What the task asks: Reproduce every entry exactly as given.

[Stored data entries]
........
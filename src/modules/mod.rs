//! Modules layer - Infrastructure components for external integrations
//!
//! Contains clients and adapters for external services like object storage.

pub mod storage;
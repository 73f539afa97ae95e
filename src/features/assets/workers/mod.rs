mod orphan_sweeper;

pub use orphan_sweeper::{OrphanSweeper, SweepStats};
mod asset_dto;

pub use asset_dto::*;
........
Answer to this exercise:
filename src/modules/mod.rs
//! Modules layer - Infrastructure components for external integrations
//!
//! Contains clients and adapters for external services like object storage.

pub mod storage;
repository 73f539afa97ae95e
filename src/features/assets/workers/mod.rs
mod orphan_sweeper;

pub use orphan_sweeper::{OrphanSweeper, SweepStats};
mod asset_dto;

pub use asset_dto::*;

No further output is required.